Vernon mom Nancy Wasylik is forever grateful to Variety Club for the help they gave her while she was at B.C. Children’s Hospital with her daughter Callie.

Variety helps Vernon girl get back to being a kid

Variety Show of Hearts Telethon airs this weekend on Global

An unknown clown, a Vancouver doctor, the Variety Club.

Two individuals and an organization Vernon mom Nancy Wasylik is forever grateful to.

To understand how this trifecta came to be part of Wasylik’s life, let’s go back five years.

Nancy’s daughter Callie, now 10, was a kindergarten student at Kidston Elementary who, like her peers, loved to run around outside or climb around on the playground equipment.

The only thing was, Callie was tired all the time. Nancy thought she was sick, coming off a cold that she couldn’t shake. Her teacher noticed Callie wasn’t her usual energetic self.

Then Callie started falling asleep in the classroom.

“It was scary at first,” said Callie. “I didn’t know what was happening and I didn’t like falling asleep in class. I was missing out on a lot of stuff.”

This continued on and, in the summer months, Callie started getting worse. When Callie got excited from laughing, she’d lose all control of her muscle functions, collapse on the ground laughing, her eyes rolling into the back of her head.
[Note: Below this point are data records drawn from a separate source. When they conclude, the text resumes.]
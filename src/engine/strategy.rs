//! Strategy projection.

use tracing::{debug, error, info, warn};

use crate::chain::{address_or_zero, bool_or_false, string_or, ChainState};
use crate::domain::{Address, Amount, StrategyAddition};
use crate::engine::vault as vault_engine;
use crate::entities::{
    Harvest, Strategy, StrategyMigration, StrategyReport, StrategyReportResult, Transaction,
    Vault,
};
use crate::store::EntityStore;

/// Create the strategy if it is not already known; a repeated add event is
/// a no-op returning the existing record.
pub fn create_and_get(
    store: &mut EntityStore,
    chain: &dyn ChainState,
    vault_address: &Address,
    addition: &StrategyAddition,
    cloned_from: Option<String>,
    tx: &Transaction,
) -> Strategy {
    let id = Strategy::build_id(&addition.strategy);
    if let Some(existing) = store.strategies.get(&id) {
        return existing.clone();
    }
    info!(
        strategy = %id, vault = %vault_address, tx = %tx.id,
        "creating strategy"
    );
    let strategy_address = &addition.strategy;
    let strategy = Strategy {
        id: id.clone(),
        address: strategy_address.clone(),
        vault: vault_address.to_string(),
        name: string_or(chain.strategy_name(strategy_address), "TBD"),
        api_version: string_or(chain.api_version(strategy_address), "0"),
        transaction: tx.id.clone(),
        timestamp: tx.timestamp,
        block_number: tx.block_number,
        debt_limit: addition.debt_limit.clone(),
        rate_limit: addition.rate_limit.clone(),
        min_debt_per_harvest: addition.min_debt_per_harvest.clone(),
        max_debt_per_harvest: addition.max_debt_per_harvest.clone(),
        performance_fee_bps: addition.performance_fee.clone(),
        keeper: address_or_zero(chain.strategy_keeper(strategy_address)),
        strategist: address_or_zero(chain.strategy_strategist(strategy_address)),
        rewards: address_or_zero(chain.rewards(strategy_address)),
        emergency_exit: bool_or_false(chain.strategy_emergency_exit(strategy_address)),
        health_check: chain.strategy_health_check(strategy_address).ok(),
        do_health_check: bool_or_false(chain.strategy_do_health_check(strategy_address)),
        in_queue: true,
        cloned_from,
        latest_report: None,
    };
    store.strategies.insert(id, strategy.clone());
    strategy
}

/// Record a normalized harvest report, advance the strategy's latest-report
/// pointer, and diff it against the prior report when one exists.
pub fn create_report(
    store: &mut EntityStore,
    params: &crate::domain::StrategyReportParams,
    tx: &Transaction,
) -> Option<StrategyReport> {
    let strategy_id = Strategy::build_id(&params.strategy);
    let Some(mut strategy) = store.strategies.get(&strategy_id).cloned() else {
        warn!(
            strategy = %strategy_id, tx = %tx.id,
            "failed to load strategy while handling report"
        );
        return None;
    };

    let prior_report_id = strategy.latest_report.clone();
    let report_id = StrategyReport::build_id(&strategy_id, &tx.id);
    let report = match store.strategy_reports.get(&report_id) {
        Some(existing) => {
            debug!(id = %report_id, "report already recorded");
            existing.clone()
        }
        None => {
            let report = StrategyReport {
                id: report_id.clone(),
                strategy: strategy_id.clone(),
                transaction: tx.id.clone(),
                timestamp: tx.timestamp,
                block_number: tx.block_number,
                gain: params.gain.clone(),
                loss: params.loss.clone(),
                total_gain: params.total_gain.clone(),
                total_loss: params.total_loss.clone(),
                total_debt: params.total_debt.clone(),
                debt_added: params.debt_added.clone(),
                debt_limit: params.debt_limit.clone(),
                debt_paid: params.debt_paid.clone(),
            };
            store.strategy_reports.insert(report_id.clone(), report.clone());
            report
        }
    };

    strategy.latest_report = Some(report.id.clone());
    store.strategies.insert(strategy_id.clone(), strategy);

    match prior_report_id {
        Some(prior_id) if prior_id != report.id => {
            if let Some(prior) = store.strategy_reports.get(&prior_id).cloned() {
                create_report_result(store, &prior, &report, tx);
            }
        }
        Some(_) => {}
        None => {
            info!(
                report = %report.id, strategy = %strategy_id,
                "first report for strategy, no report result"
            );
        }
    }

    Some(report)
}

fn create_report_result(
    store: &mut EntityStore,
    prior: &StrategyReport,
    latest: &StrategyReport,
    tx: &Transaction,
) {
    let id = StrategyReportResult::build_id(&prior.id, &latest.id);
    if store.strategy_report_results.contains_key(&id) {
        return;
    }
    let result = StrategyReportResult {
        id: id.clone(),
        strategy: latest.strategy.clone(),
        prior_report: prior.id.clone(),
        latest_report: latest.id.clone(),
        transaction: tx.id.clone(),
        timestamp: tx.timestamp,
        block_number: tx.block_number,
        duration_ms: latest.timestamp.as_ms() - prior.timestamp.as_ms(),
        total_gain_delta: &latest.total_gain - &prior.total_gain,
        total_loss_delta: &latest.total_loss - &prior.total_loss,
        total_debt_delta: &latest.total_debt - &prior.total_debt,
    };
    store.strategy_report_results.insert(id, result);
}

/// Record one harvest execution; re-processing the same
/// `(strategy, tx, index)` triple is a diagnostic no-op.
#[allow(clippy::too_many_arguments)]
pub fn harvest(
    store: &mut EntityStore,
    chain: &dyn ChainState,
    harvester: &Address,
    strategy_address: &Address,
    profit: &Amount,
    loss: &Amount,
    debt_payment: &Amount,
    debt_outstanding: &Amount,
    tx: &Transaction,
) {
    let strategy_id = Strategy::build_id(strategy_address);
    let harvest_id = Harvest::build_id(&strategy_id, tx.tx_hash.as_str(), tx.tx_index);
    if store.harvests.contains_key(&harvest_id) {
        warn!(id = %harvest_id, tx = %tx.id, "harvest already recorded");
        return;
    }
    let vault = address_or_zero(chain.strategy_vault(strategy_address)).to_string();
    let harvest = Harvest {
        id: harvest_id.clone(),
        strategy: strategy_id,
        vault,
        harvester: harvester.clone(),
        transaction: tx.id.clone(),
        timestamp: tx.timestamp,
        block_number: tx.block_number,
        profit: profit.clone(),
        loss: loss.clone(),
        debt_payment: debt_payment.clone(),
        debt_outstanding: debt_outstanding.clone(),
    };
    store.harvests.insert(harvest_id, harvest);
}

/// A clone starts with no allocated debt: zeroed limits, `cloned_from` set.
pub fn cloned(
    store: &mut EntityStore,
    chain: &dyn ChainState,
    clone_address: &Address,
    from_strategy_address: &Address,
    tx: &Transaction,
) {
    info!(
        clone = %clone_address, from = %from_strategy_address, tx = %tx.id,
        "strategy cloned"
    );
    let cloned_from = store
        .strategies
        .get(&Strategy::build_id(from_strategy_address))
        .map(|s| s.id.clone());
    let vault_address = match chain.strategy_vault(clone_address) {
        Ok(vault) => vault,
        Err(_) => {
            warn!(clone = %clone_address, "clone's vault() read reverted");
            Address::zero()
        }
    };
    let addition = StrategyAddition {
        strategy: clone_address.clone(),
        debt_limit: Amount::zero(),
        rate_limit: Amount::zero(),
        min_debt_per_harvest: Amount::zero(),
        max_debt_per_harvest: Amount::zero(),
        performance_fee: Amount::zero(),
    };
    create_and_get(store, chain, &vault_address, &addition, cloned_from, tx);
}

/// Migration: record the replacement, create the successor inheriting the
/// old limits, and drop the old strategy from the withdrawal queue.
pub fn migrated(
    store: &mut EntityStore,
    chain: &dyn ChainState,
    vault_address: &Address,
    old_address: &Address,
    new_address: &Address,
    tx: &Transaction,
) {
    info!(
        old = %old_address, new = %new_address, tx = %tx.id,
        "strategy migrated"
    );
    let old_id = Strategy::build_id(old_address);
    let Some(old_strategy) = store.strategies.get(&old_id).cloned() else {
        warn!(strategy = %old_id, tx = %tx.id, "migration from unknown strategy");
        return;
    };

    let new_id = Strategy::build_id(new_address);
    let migration_id = StrategyMigration::build_id(&old_id, &new_id);
    if !store.strategy_migrations.contains_key(&migration_id) {
        let migration = StrategyMigration {
            id: migration_id.clone(),
            old_strategy: old_id.clone(),
            new_strategy: new_id.clone(),
            transaction: tx.id.clone(),
            timestamp: tx.timestamp,
            block_number: tx.block_number,
        };
        store.strategy_migrations.insert(migration_id, migration);
    }

    if store.strategies.contains_key(&new_id) {
        warn!(strategy = %new_id, "migrating to a strategy that already exists");
    } else {
        let addition = StrategyAddition {
            strategy: new_address.clone(),
            debt_limit: old_strategy.debt_limit.clone(),
            rate_limit: old_strategy.rate_limit.clone(),
            min_debt_per_harvest: old_strategy.min_debt_per_harvest.clone(),
            max_debt_per_harvest: old_strategy.max_debt_per_harvest.clone(),
            performance_fee: old_strategy.performance_fee_bps.clone(),
        };
        create_and_get(store, chain, vault_address, &addition, None, tx);
    }

    vault_engine::strategy_removed_from_queue(store, vault_address, old_address, tx);
}

fn with_strategy<F>(store: &mut EntityStore, strategy_address: &Address, tx: &Transaction, label: &str, apply: F)
where
    F: FnOnce(&mut Strategy),
{
    let id = Strategy::build_id(strategy_address);
    match store.strategies.get(&id).cloned() {
        Some(mut strategy) => {
            apply(&mut strategy);
            store.strategies.insert(id, strategy);
        }
        None => {
            warn!(strategy = %id, tx = %tx.id, "{} for unknown strategy", label);
        }
    }
}

pub fn health_check_set(
    store: &mut EntityStore,
    strategy_address: &Address,
    health_check: &Address,
    tx: &Transaction,
) {
    info!(strategy = %strategy_address, health_check = %health_check, "strategy health check set");
    with_strategy(store, strategy_address, tx, "health check set", |strategy| {
        strategy.health_check = Some(health_check.clone());
    });
}

pub fn do_health_check_set(
    store: &mut EntityStore,
    strategy_address: &Address,
    do_health_check: bool,
    tx: &Transaction,
) {
    info!(strategy = %strategy_address, do_health_check, "strategy health check flag set");
    with_strategy(store, strategy_address, tx, "health check flag set", |strategy| {
        strategy.do_health_check = do_health_check;
    });
}

pub fn emergency_exit_enabled(store: &mut EntityStore, strategy_address: &Address, tx: &Transaction) {
    info!(strategy = %strategy_address, "strategy emergency exit enabled");
    with_strategy(store, strategy_address, tx, "emergency exit", |strategy| {
        strategy.emergency_exit = true;
    });
}

pub fn updated_keeper(store: &mut EntityStore, strategy_address: &Address, keeper: &Address, tx: &Transaction) {
    info!(strategy = %strategy_address, keeper = %keeper, "strategy keeper updated");
    with_strategy(store, strategy_address, tx, "keeper update", |strategy| {
        strategy.keeper = keeper.clone();
    });
}

pub fn updated_strategist(
    store: &mut EntityStore,
    strategy_address: &Address,
    strategist: &Address,
    tx: &Transaction,
) {
    info!(strategy = %strategy_address, strategist = %strategist, "strategist updated");
    with_strategy(store, strategy_address, tx, "strategist update", |strategy| {
        strategy.strategist = strategist.clone();
    });
}

pub fn updated_rewards(store: &mut EntityStore, strategy_address: &Address, rewards: &Address, tx: &Transaction) {
    info!(strategy = %strategy_address, rewards = %rewards, "strategy rewards updated");
    with_strategy(store, strategy_address, tx, "rewards update", |strategy| {
        strategy.rewards = rewards.clone();
    });
}

/// Debt/fee updates carry a vault address in the triggering event; a
/// strategy not linked to that vault is an invariant violation and aborts
/// this event without partial mutation.
fn with_vault_linked_strategy<F>(
    store: &mut EntityStore,
    vault_address: &Address,
    strategy_address: &Address,
    tx: &Transaction,
    label: &str,
    apply: F,
) where
    F: FnOnce(&mut Strategy),
{
    let vault_id = Vault::build_id(vault_address);
    if !store.vaults.contains_key(&vault_id) {
        error!(vault = %vault_id, tx = %tx.id, "{}: vault entity does not exist", label);
        return;
    }
    let strategy_id = Strategy::build_id(strategy_address);
    let Some(mut strategy) = store.strategies.get(&strategy_id).cloned() else {
        error!(strategy = %strategy_id, tx = %tx.id, "{}: strategy entity does not exist", label);
        return;
    };
    if strategy.vault != vault_id {
        error!(
            strategy = %strategy_id, vault = %vault_id, tx = %tx.id,
            "{}: strategy is not linked to this vault", label
        );
        return;
    }
    apply(&mut strategy);
    store.strategies.insert(strategy_id, strategy);
}

pub fn update_max_debt_per_harvest(
    store: &mut EntityStore,
    vault_address: &Address,
    strategy_address: &Address,
    max_debt_per_harvest: &Amount,
    tx: &Transaction,
) {
    with_vault_linked_strategy(
        store,
        vault_address,
        strategy_address,
        tx,
        "maxDebtPerHarvest update",
        |strategy| {
            strategy.max_debt_per_harvest = max_debt_per_harvest.clone();
        },
    );
}

pub fn update_min_debt_per_harvest(
    store: &mut EntityStore,
    vault_address: &Address,
    strategy_address: &Address,
    min_debt_per_harvest: &Amount,
    tx: &Transaction,
) {
    with_vault_linked_strategy(
        store,
        vault_address,
        strategy_address,
        tx,
        "minDebtPerHarvest update",
        |strategy| {
            strategy.min_debt_per_harvest = min_debt_per_harvest.clone();
        },
    );
}

pub fn update_performance_fee(
    store: &mut EntityStore,
    vault_address: &Address,
    strategy_address: &Address,
    performance_fee: &Amount,
    tx: &Transaction,
) {
    with_vault_linked_strategy(
        store,
        vault_address,
        strategy_address,
        tx,
        "performanceFee update",
        |strategy| {
            strategy.performance_fee_bps = performance_fee.clone();
        },
    );
}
Back in school, teachers thought Callie would be having a seizure. Nancy took her daughter to the emergency ward four or five times. All kinds of tests were performed on Callie. Nothing was found to be wrong, yet she continued to be tired and when she was tired, if she started laughing, she’d have these episodes of losing all muscle control.

Nancy was on a six-month wait list to see a pediatrician. She knew something was wrong with her daughter.

Finally, after another episode at school, the vice-principal got Callie in to see a pediatrician right away.

The doctor thought Callie had a brain tumour.

She was sent to B.C. Children’s Hospital in Vancouver, admitted right away, and tests were conducted during her four-day stay, including a brain encephalogram which showed abnormal results.

But it was when a clown came to visit Callie in her room that Dr. Bruce Bjornson put everything together.

“The clown was making her laugh and Dr. Bjornson noticed Callie’s eyes were rolling into her head and her tongue was hanging out,” said Nancy.

Bjornson figured out that Callie had narcolepsy, which was causing the constant fatigue, and cataplexy, a rare loss of muscle tone disease that affects roughly 70 per cent of people who have narcolepsy.

Callie is one of six kids in Canada, and the youngest, to be diagnosed with narcolepsy.

So how is this treated? No pediatrician in Canada specializes in narcolepsy.

Dr. Bjornson did some research and discovered a doctor who specializes in helping kids with narcolepsy was based at Stanford University in Palo Alto, Calif.

What was Nancy going to do?

She contemplated this during a walk around B.C. Children’s Hospital. In a strong twist of fate, she ran into a friend from Vernon in the hospital parking lot, who was down visiting her own daughter.

Nancy told the friend about Callie, and the friend in turn told Nancy to contact Variety to see if they could help.

An organization called Hope Air paid for Callie and Nancy to fly to Palo Alto, and Variety took care of all of Nancy’s expenses while Callie was being examined.

It’s taken a lot of medication and lots of consultation but Callie, today, is finally on a drug that is helping her deal with her narcolepsy and cataplexy.

She is a fully functioning Grade 5 student at Ellison Elementary and doing great.

“Before I was on this drug, I felt nothing, had no energy and couldn’t run around and play,” said Callie.

Added Nancy: “She’s like any normal 10-year-old. She’s doing well in school and her grades are better.”

And Nancy Wasylik praises Variety, which hosts its annual Show of Hearts Telethon this weekend on Global BC. Nancy and Callie will be tuning in.

“If it wasn’t for Variety, I don’t think Callie would be where she is now,” said Nancy. “I follow the telethon. I did a radio interview last year on Kiss-FM when they did a fundraiser for Variety, and we both took part in a big fundraising event in Kelowna last year.”